Enregistré en 2010, cet album inédit, lucide et grinçant dans ses textes, est l’une de belles surprises de cet été, où le Kid de Minneapolis renoue avec un son soul-funk épuré, et diablement efficace.

Depuis sa mort il y a cinq ans, les fans attendaient la parution des nombreuses sessions enregistrées par Prince à Paisley Park, son studio refuge, où le musicien aurait gravé quantité de titres au fil du temps. Si les thèmes de cette session – jamais publiée sans que l’on en sache la raison – ne rejoignent pas en terme de créativité et de flamboyance les chefs d’œuvre de ses années les plus marquantes – de 1982 à 1988 lorsqu’il enregistre 1999, Purple Rain, Around The World In A Day, Parade, Sign’o’ The Times, LoveSexy – ils surprennent par leur dimension sociale et politique. Prince, apparemment piqué au vif par le commentaire du philosophe Cornel West qui lui reprochait le manque d’engagement de ses chansons, évoque ici une Amérique profondément inégalitaire, discriminante et jette un regard désenchanté sur une société en pleine mutation, avec la montée en puissance des réseaux sociaux, la concentration des pouvoirs entre les mains d’une minorité omnipotente, voire la résurgence des conflits religieux. Son propos visionnaire est porté par une voix un peu plus en retrait, une forme de gravité, l’ombre portée d’un monde en mutation, inquiétant et pesant.


Lui qui tout au long de sa carrière aura su transposer dans son temps l’héritage de toute la musique afro-américaine, du gospel au rhythm’n’blues en passant par la soul, le rock et le jazz, en y ajoutant un génie inventif qui l’aura fait passer, à l’instar de grands peintres, par des périodes exploratoires bien distinctes, retrouve ici une source d’inspiration rarement (autant) sollicitée dans sa discographie, celle des Curtis Mayfield (l’excellent triptyque inaugural (« Welcome 2 America », « Running Game (The Son Of A Slave Master) », « Born To Die »), Gil Scott Heron, Marvin Gaye, Isaac Hayes, sur une bande son ramassée, moins boursouflée que sur ses ultimes productions, avant de retrouver une tonalité plus glam sur le plus léger « Hot Summer ».
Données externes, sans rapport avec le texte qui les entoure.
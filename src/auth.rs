use serde::{Deserialize, Serialize};
use tracing::info;

use crate::{error::SecretaryError, remote::RemoteApi};

#[derive(Serialize)]
struct Credentials<'a> {
    email: &'a str,
    password: &'a str,
}

#[derive(Serialize)]
#[serde(rename_all = "camelCase")]
struct PasswordChange<'a> {
    email: &'a str,
    old_password: &'a str,
    new_password: &'a str,
}

#[derive(Debug, Clone, PartialEq, Eq, Deserialize)]
pub struct AuthResponse {
    pub success: bool,
    #[serde(default)]
    pub token: Option<String>,
    #[serde(default)]
    pub message: Option<String>,
}

#[derive(Clone)]
pub struct AuthClient {
    api: RemoteApi,
}

impl AuthClient {
    pub fn new(api: RemoteApi) -> Self {
        Self { api }
    }

    pub async fn login(&self, email: &str, password: &str) -> Result<AuthResponse, SecretaryError> {
        let resp: AuthResponse = self
            .api
            .post_json_any_status("login", &Credentials { email, password })
            .await?;
        info!(email, success = resp.success, "login");
        Ok(resp)
    }

    pub async fn signup(&self, email: &str, password: &str) -> Result<AuthResponse, SecretaryError> {
        self.api
            .post_json_any_status("signup", &Credentials { email, password })
            .await
    }

    pub async fn change_password(
        &self,
        email: &str,
        old_password: &str,
        new_password: &str,
    ) -> Result<AuthResponse, SecretaryError> {
        self.api
            .post_json_any_status(
                "change-password",
                &PasswordChange {
                    email,
                    old_password,
                    new_password,
                },
            )
            .await
    }
}
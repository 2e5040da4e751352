mod retry;
mod transport;

pub use retry::{BackendFailure, BackendRetrier, EMPTY_RESPONSE};
pub use transport::{HttpPromptTransport, PromptResponse, PromptTransport};
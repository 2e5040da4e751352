use std::time::Duration;

use async_trait::async_trait;
use serde::{Deserialize, Serialize};
use tracing::debug;
use url::Url;

use crate::{error::SecretaryError, net};

// The summarization backend can sit on a cold model for minutes.
const CONNECT_TIMEOUT: Duration = Duration::from_secs(200);
const REQUEST_TIMEOUT: Duration = Duration::from_secs(240);

#[derive(Serialize)]
struct BackendRequest<'a> {
    prompt: &'a str,
}

#[derive(Deserialize)]
struct BackendResponse {
    #[serde(default)]
    response: Option<String>,
}

#[derive(Debug, Clone, PartialEq, Eq)]
pub enum PromptResponse {
    /// 2xx; `None` when the body or its `response` field is missing.
    Body(Option<String>),
    Status { code: u16, reason: String },
}

#[async_trait]
pub trait PromptTransport: Send + Sync {
    async fn send_prompt(&self, prompt: &str) -> Result<PromptResponse, SecretaryError>;
}

pub struct HttpPromptTransport {
    client: reqwest::Client,
    url: Option<Url>,
}

impl HttpPromptTransport {
    pub fn new(url: Option<Url>) -> Result<Self, SecretaryError> {
        Ok(Self {
            client: net::http_client(CONNECT_TIMEOUT, REQUEST_TIMEOUT)?,
            url,
        })
    }
}

#[async_trait]
impl PromptTransport for HttpPromptTransport {
    async fn send_prompt(&self, prompt: &str) -> Result<PromptResponse, SecretaryError> {
        let url = self
            .url
            .clone()
            .ok_or_else(|| SecretaryError::Config("BACKEND_URL not set".to_string()))?;
        debug!(chars = prompt.len(), "sending prompt");

        let resp = self
            .client
            .post(url)
            .json(&BackendRequest { prompt })
            .send()
            .await?;

        let status = resp.status();
        if !status.is_success() {
            return Ok(PromptResponse::Status {
                code: status.as_u16(),
                reason: status.canonical_reason().unwrap_or("").to_string(),
            });
        }

        let bytes = resp.bytes().await?;
        if bytes.iter().all(u8::is_ascii_whitespace) {
            return Ok(PromptResponse::Body(None));
        }
        let parsed: BackendResponse = serde_json::from_slice(&bytes)?;
        Ok(PromptResponse::Body(parsed.response))
    }
}
use time::Date;
use tracing::warn;
use url::Url;

use crate::{dates, error::SecretaryError, remote::RemoteApi};

use super::types::DaySummary;

pub const MISSING_API_KEY: &str = "Missing OpenWeatherMap API key";

#[derive(Clone)]
pub struct WeatherClient {
    api: RemoteApi,
    api_key: Option<String>,
}

impl WeatherClient {
    pub fn new(base: Url, api_key: Option<String>) -> Result<Self, SecretaryError> {
        Ok(Self {
            api: RemoteApi::new(base)?,
            api_key,
        })
    }

    pub async fn day_summary(&self, lat: f64, lon: f64, date: Date) -> Result<DaySummary, SecretaryError> {
        let api_key = self
            .api_key
            .as_deref()
            .ok_or_else(|| SecretaryError::Config(MISSING_API_KEY.to_string()))?;
        let (lat, lon, date) = (lat.to_string(), lon.to_string(), dates::format_date(date));
        self.api
            .get_json_with_query(
                "onecall/day_summary",
                &[
                    ("lat", lat.as_str()),
                    ("lon", lon.as_str()),
                    ("date", date.as_str()),
                    ("appid", api_key),
                    ("units", "imperial"),
                ],
            )
            .await
    }
}

// Readings keep one decimal place minimum: 72 renders as "72.0".
fn reading(v: f64) -> String {
    format!("{v:?}")
}

pub fn render_weather(summary: &DaySummary) -> String {
    format!(
        "Min Temperature: {} F\nMax Temperature: {} F\nAfternoon Humidity: {}%\nAfternoon Cloud Cover: {}%",
        reading(summary.temperature.min),
        reading(summary.temperature.max),
        reading(summary.humidity.afternoon),
        reading(summary.cloud_cover.afternoon),
    )
}

pub async fn weather_text(client: &WeatherClient, lat: f64, lon: f64, today: Date) -> String {
    if client.api_key.is_none() {
        return MISSING_API_KEY.to_string();
    }
    match client.day_summary(lat, lon, today).await {
        Ok(summary) => render_weather(&summary),
        Err(e) => {
            warn!(lat, lon, "weather fetch failed: {e}");
            format!("Error fetching weather: {e}")
        }
    }
}
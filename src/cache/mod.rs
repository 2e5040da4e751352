mod schema;
mod store;
mod types;

pub use store::{ResponseCache, SummaryCache};
pub use types::CachedSummary;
Bâti autour de guitares mordantes, traits d’union entre funk, rock et pop, d’une rythmique irrésistible (la bassiste révélation Tal Wakenfeld, le batteur Chris Coleman, le claviériste (et co-producteur) Morris Hayes), et asséchée comme à ses débuts, enrichi de chœurs féminins superbes (Shelby J, Elisa Fiorillo et Liv Warfield), de cuivres tout en stridences et de peu d’enluminures, Welcome 2 America se range parmi les réussites dans une discographie pourtant jalonnée de joyaux. Avec moins de fracas, mais une simplicité et une sincérité qui en font une belle parenthèse dans une époque (artistiquement aussi) tellement déceptive…

PRINCE
Welcome 2 America
(NPG Records)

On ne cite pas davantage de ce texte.